ACTION ITEM
Work out the number of lines below containing the word "counter" and give nothing besides it.

RECORDS FOR THIS EXERCISE
────────────────────

//! Gameplay screen.
//!
//! At init the screen builds the house (room grid), hides one clue in every
//! clue slot, spawns one character per player and splits the canvas into
//! one [`PlayerView`] per player.
//!
//! # Phases
//!
//! The round starts in [`Phase::Hunting`]. When the phase clock reaches the
//! session's `time_per_phase`, the villain is released once
//! ([`Phase::VillainActive`]) and the clock restarts; later expirations only
//! restart the clock. When the last character dies the round is
//! [`Phase::Ended`] and `GameEnd` is queued.
//!
//! # Clue tiers
//!
//! Every clue slot rolls its tier with [`ClueTier::roll`] and flips a coin
//! for the high or low text variant of the selected haunted item.

use std::cell::{Cell, RefCell};
use std::rc::Rc;

use bevy_ecs::prelude::*;
use log::{debug, info, warn};

use crate::components::playernumber::PlayerNumber;
use crate::engine::group::EntityGroup;
use crate::engine::render::{CANVAS_WIDTH, Color, DrawCommand, Rect, RenderTarget};
use crate::engine::screen::Screen;
use crate::engine::view::{PlayerView, split_viewports};
use crate::events::audio::AudioCmd;
use crate::events::{GAMEPAD_EVENT, GameEvent, PLAYER_DIED};
use crate::game::GAME_END;
use crate::game::entities::character::{self, Character};
use crate::game::entities::clue::Clue;
use crate::game::entities::villain::Villain;
use crate::resources::assets::Assets;
use crate::resources::audio::play;
use crate::resources::cluedata::{ClueSource, ClueTier};
use crate::resources::eventbus::{add_event_listener, clear_all, queue_event};
use crate::resources::gameconfig::GameConfig;
use crate::resources::input::GamepadInbox;
use crate::resources::roomgrid::{Room, RoomGridGenerator, room_count_for};
use crate::resources::session::{CharacterId, RoundSummary, Session};

pub const HUNT_FX: &str = "resources/music/start.ogg";

const CLUE_Z: i32 = -1000;
const VILLAIN_Z: i32 = 100_000;

#[derive(Debug, Clone, Copy, PartialEq, Eq)]
pub enum Phase {
    Hunting,
    VillainActive,
    Ended,
}

impl Phase {
    /// Phase counter as shown in the debug log: 1, 2, 3.
    pub fn number(self) -> u32 {
        match self {
            Phase::Hunting => 1,
            Phase::VillainActive => 2,
            Phase::Ended => 3,
        }
    }
}

/// What a clock advance did.
#[derive(Debug, Clone, Copy, PartialEq, Eq)]
pub enum PhaseTick {
    Running,
    /// The clock expired and restarted without a transition.
    Restarted,
    /// The hunting phase ran out; the villain must be released.
    ReleaseVillain,
}

/// Phase counter plus the clock measuring the current phase.
#[derive(Debug, Clone)]
pub struct PhaseController {
    phase: Phase,
    clock: f32,
}

impl Default for PhaseController {
    fn default() -> Self {
        Self::new()
    }
}

impl PhaseController {
    pub fn new() -> Self {
        Self {
            phase: Phase::Hunting,
            clock: 0.0,
        }
    }

    pub fn phase(&self) -> Phase {
        self.phase
    }

    pub fn clock(&self) -> f32 {
        self.clock
    }

    /// Advance the clock by `dt`. The villain is released at most once.
    pub fn advance(&mut self, dt: f32, time_per_phase: f32) -> PhaseTick {
        if self.phase == Phase::Ended {
            return PhaseTick::Running;
        }
        self.clock += dt;
        if self.clock < time_per_phase {
            return PhaseTick::Running;
        }
        self.clock = 0.0;
        if self.phase == Phase::Hunting {
            self.phase = Phase::VillainActive;
            PhaseTick::ReleaseVillain
        } else {
            PhaseTick::Restarted
        }
    }

    pub fn end(&mut self) {
        self.phase = Phase::Ended;
    }
}

pub struct GameplayScreen {
    clues: Box<dyn ClueSource>,
    room_generator: Box<dyn RoomGridGenerator>,
    rng: fastrand::Rng,
    group: EntityGroup,
    views: Vec<PlayerView>,
    rooms: Vec<Room>,
    phase: PhaseController,
    alive: Rc<Cell<usize>>,
    /// Seconds since init, shared with the `player_died` listener.
    round_clock: Rc<Cell<f32>>,
    haunted_item: Rc<RefCell<String>>,
}

impl GameplayScreen {
    pub fn new(clues: Box<dyn ClueSource>, room_generator: Box<dyn RoomGridGenerator>) -> Self {
        Self {
            clues,
            room_generator,
            rng: fastrand::Rng::new(),
            group: EntityGroup::new(),
            views: Vec::new(),
            rooms: Vec::new(),
            phase: PhaseController::new(),
            alive: Rc::new(Cell::new(0)),
            round_clock: Rc::new(Cell::new(0.0)),
            haunted_item: Rc::default(),
        }
    }

    pub fn group(&self) -> &EntityGroup {
        &self.group
    }

    pub fn views(&self) -> &[PlayerView] {
        &self.views
    }

    pub fn rooms(&self) -> &[Room] {
        &self.rooms
    }

    pub fn phase(&self) -> &PhaseController {
        &self.phase
    }

    pub fn alive(&self) -> usize {
        self.alive.get()
    }

    fn create_clues(&mut self, world: &mut World) {
        let path = world.resource::<GameConfig>().clue_data.clone();
        if let Err(e) = self.clues.read_file(&path) {
            warn!("{}; using built-in clues", e);
        }
        self.clues.select_items(&mut self.rng);
        *self.haunted_item.borrow_mut() = self.clues.selected_item().to_string();

        for room in &self.rooms {
            for slot in &room.clue_slots {
                let hi_low = self.rng.usize(0..2);
                let tier = ClueTier::roll(&mut self.rng);
                let text = self.clues.clue_text(tier, hi_low).to_string();
                self.group.spawn(
                    world,
                    PlayerNumber::OBJECT,
                    CLUE_Z,
                    Clue::new(tier, hi_low, text, slot.to_rect(&room.rect)),
                );
            }
        }
    }

    fn create_views(&mut self, world: &mut World, session: &Session) {
        let start = self.rooms.first().map_or([0.0, 0.0], |r| r.rect.center());
        let house = house_bounds(&self.rooms);

        for (i, (viewport, world_rect)) in split_viewports(session.num_players).into_iter().enumerate() {
            let player = i as i32 + 1;
            let picked = session.char_map.get(&player).copied();
            let id = picked.unwrap_or(CharacterId::ALL[i % CharacterId::ALL.len()]);
            let pos = [
                start[0] - character::WIDTH / 2.0 + 30.0 * (i as f32 - 1.5),
                start[1] - character::HEIGHT / 2.0,
            ];
            let gamepad = session.gamepad_for(player);
            if gamepad.is_none() {
                warn!("player {} has no gamepad", player);
            }
            self.group.spawn(
                world,
                PlayerNumber(player),
                0,
                Character::new(player, id, gamepad, pos, house),
            );

            let mut view = PlayerView::new(player, viewport, world_rect);
            view.bind(world, &self.group);
            self.views.push(view);
        }
    }

    fn release_villain(&mut self, world: &mut World) {
        // never in the starting room
        let room = match self.rooms.len() {
            0 => None,
            1 => Some(0),
            n => Some(self.rng.usize(1..n)),
        };
        let center = room.map_or([0.0, 0.0], |i| self.rooms[i].rect.center());
        play(world, AudioCmd::PlayFx { id: HUNT_FX.into() });
        self.group.spawn(world, PlayerNumber::NONE, VILLAIN_Z, Villain::new(center));
        info!("phase 1 over, villain released in room {:?}", room);
    }
}

/// Rectangle covering every room.
fn house_bounds(rooms: &[Room]) -> Rect {
    let Some(first) = rooms.first() else {
        return Rect::default();
    };
    let (mut x0, mut y0) = (first.rect.x, first.rect.y);
    let (mut x1, mut y1) = (first.rect.x + first.rect.w, first.rect.y + first.rect.h);
    for room in rooms {
        x0 = x0.min(room.rect.x);
        y0 = y0.min(room.rect.y);
        x1 = x1.max(room.rect.x + room.rect.w);
        y1 = y1.max(room.rect.y + room.rect.h);
    }
    Rect::new(x0, y0, x1 - x0, y1 - y0)
}

impl Screen for GameplayScreen {
    fn init(&mut self, world: &mut World) {
        let session = world.resource::<Session>().clone();
        self.rng = session.seed.map_or_else(fastrand::Rng::new, fastrand::Rng::with_seed);
        self.group = EntityGroup::new();
        self.views.clear();
        self.phase = PhaseController::new();
        self.round_clock.set(0.0);

        if let Err(e) = world.resource_mut::<Assets>().get_sound_buffer(HUNT_FX) {
            warn!("{}", e);
        }

        self.rooms = self.room_generator.generate_room_grid(room_count_for(session.num_players));
        self.create_clues(world);
        self.create_views(world, &session);
        self.group.init(world);
        self.alive.set(session.num_players);
        info!(
            "round started: {} players, {} rooms, {} entities",
            session.num_players,
            self.rooms.len(),
            self.group.len()
        );

        add_event_listener(world, GAMEPAD_EVENT, |event, world| {
            if let GameEvent::Gamepad(e) = event {
                world.resource_mut::<GamepadInbox>().push(*e);
            }
        });

        let alive = Rc::clone(&self.alive);
        let round_clock = Rc::clone(&self.round_clock);
        let haunted_item = Rc::clone(&self.haunted_item);
        add_event_listener(world, PLAYER_DIED, move |event, world| {
            let GameEvent::PlayerDied { player_number } = event else {
                return;
            };
            let left = alive.get().saturating_sub(1);
            alive.set(left);
            info!("player {} died, {} left", player_number, left);
            if left > 0 {
                return;
            }
            world.resource_mut::<Session>().last_round = Some(RoundSummary {
                haunted_item: haunted_item.borrow().clone(),
                duration: round_clock.get(),
                villain_released: true,
            });
            clear_all(world, GAMEPAD_EVENT);
            queue_event(world, GameEvent::change_screen(GAME_END));
        });
    }

    fn update(&mut self, dt: f32, world: &mut World) {
        self.round_clock.set(self.round_clock.get() + dt);
        self.group.update(dt, world);
        world.resource_mut::<GamepadInbox>().clear();

        for view in &mut self.views {
            view.update(world, &self.group);
        }

        if self.alive.get() == 0 && self.phase.phase() != Phase::Ended {
            self.phase.end();
            debug!("round ended after {:.1}s", self.round_clock.get());
        }

        let time_per_phase = world.resource::<Session>().time_per_phase;
        if self.phase.advance(dt, time_per_phase) == PhaseTick::ReleaseVillain {
            self.release_villain(world);
        }
    }

    fn draw(&self, world: &World, target: &mut dyn RenderTarget) {
        for view in &self.views {
            view.draw(world, &self.group, &self.rooms, target);
        }
        if self.phase.phase() == Phase::VillainActive {
            target.draw(DrawCommand::Text {
                text: "THE GHOST IS LOOSE".into(),
                pos: [CANVAS_WIDTH / 2.0 - 90.0, 8.0],
                size: 18,
                color: Color::RED,
            });
        }
    }
}
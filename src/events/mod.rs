//! Event types exchanged over the [`EventBus`](crate::resources::eventbus::EventBus).
//!
//! Every event is a variant of [`GameEvent`]. The bus files listeners under
//! the event *name* (see [`GameEvent::name`]); because the name is derived
//! from the variant, a listener registered for `"gamepad_event"` can only
//! ever receive [`GameEvent::Gamepad`] payloads.
//!
//! Submodules:
//! - [`audio`] – commands sent to the audio backend
//! - [`gamepad`] – button press/release notifications
pub mod audio;
pub mod gamepad;

use crate::events::gamepad::GamepadEvent;

/// Bus key of [`GameEvent::ChangeScreen`].
pub const CHANGE_SCREEN: &str = "change_screen";
/// Bus key of [`GameEvent::Gamepad`].
pub const GAMEPAD_EVENT: &str = "gamepad_event";
/// Bus key of [`GameEvent::PlayerDied`].
pub const PLAYER_DIED: &str = "player_died";

#[derive(Debug, Clone, PartialEq)]
pub enum GameEvent {
    /// Request to switch to the screen registered under this id.
    ChangeScreen(String),
    Gamepad(GamepadEvent),
    PlayerDied { player_number: i32 },
}

impl GameEvent {
    /// Name the bus files this event under.
    pub fn name(&self) -> &'static str {
        match self {
            GameEvent::ChangeScreen(_) => CHANGE_SCREEN,
            GameEvent::Gamepad(_) => GAMEPAD_EVENT,
            GameEvent::PlayerDied { .. } => PLAYER_DIED,
        }
    }

    pub fn change_screen(id: impl Into<String>) -> Self {
        GameEvent::ChangeScreen(id.into())
    }
}
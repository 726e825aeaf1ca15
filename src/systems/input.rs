//! Gamepad pump.
//!
//! Turns the platform's per-frame gamepad snapshots into `gamepad_event`
//! dispatches. Only state changes produce events: a held button yields one
//! press when it goes down and one release when it comes up.

use bevy_ecs::prelude::*;
use log::debug;

use crate::events::GameEvent;
use crate::resources::eventbus::trigger_event;
use crate::resources::input::{GamepadController, GamepadState};

/// Dispatch one `gamepad_event` per button transition since the last call.
///
/// Returns the number of events dispatched.
pub fn pump_gamepads(world: &mut World, controller: &mut GamepadController, states: &[GamepadState]) -> usize {
    let events = controller.poll(states);
    for event in &events {
        debug!(
            "gamepad {} {} {:?}",
            event.index,
            event.button.as_str(),
            event.state
        );
        trigger_event(world, GameEvent::Gamepad(*event));
    }
    events.len()
}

────────────────────

SOLUTION BELOW
2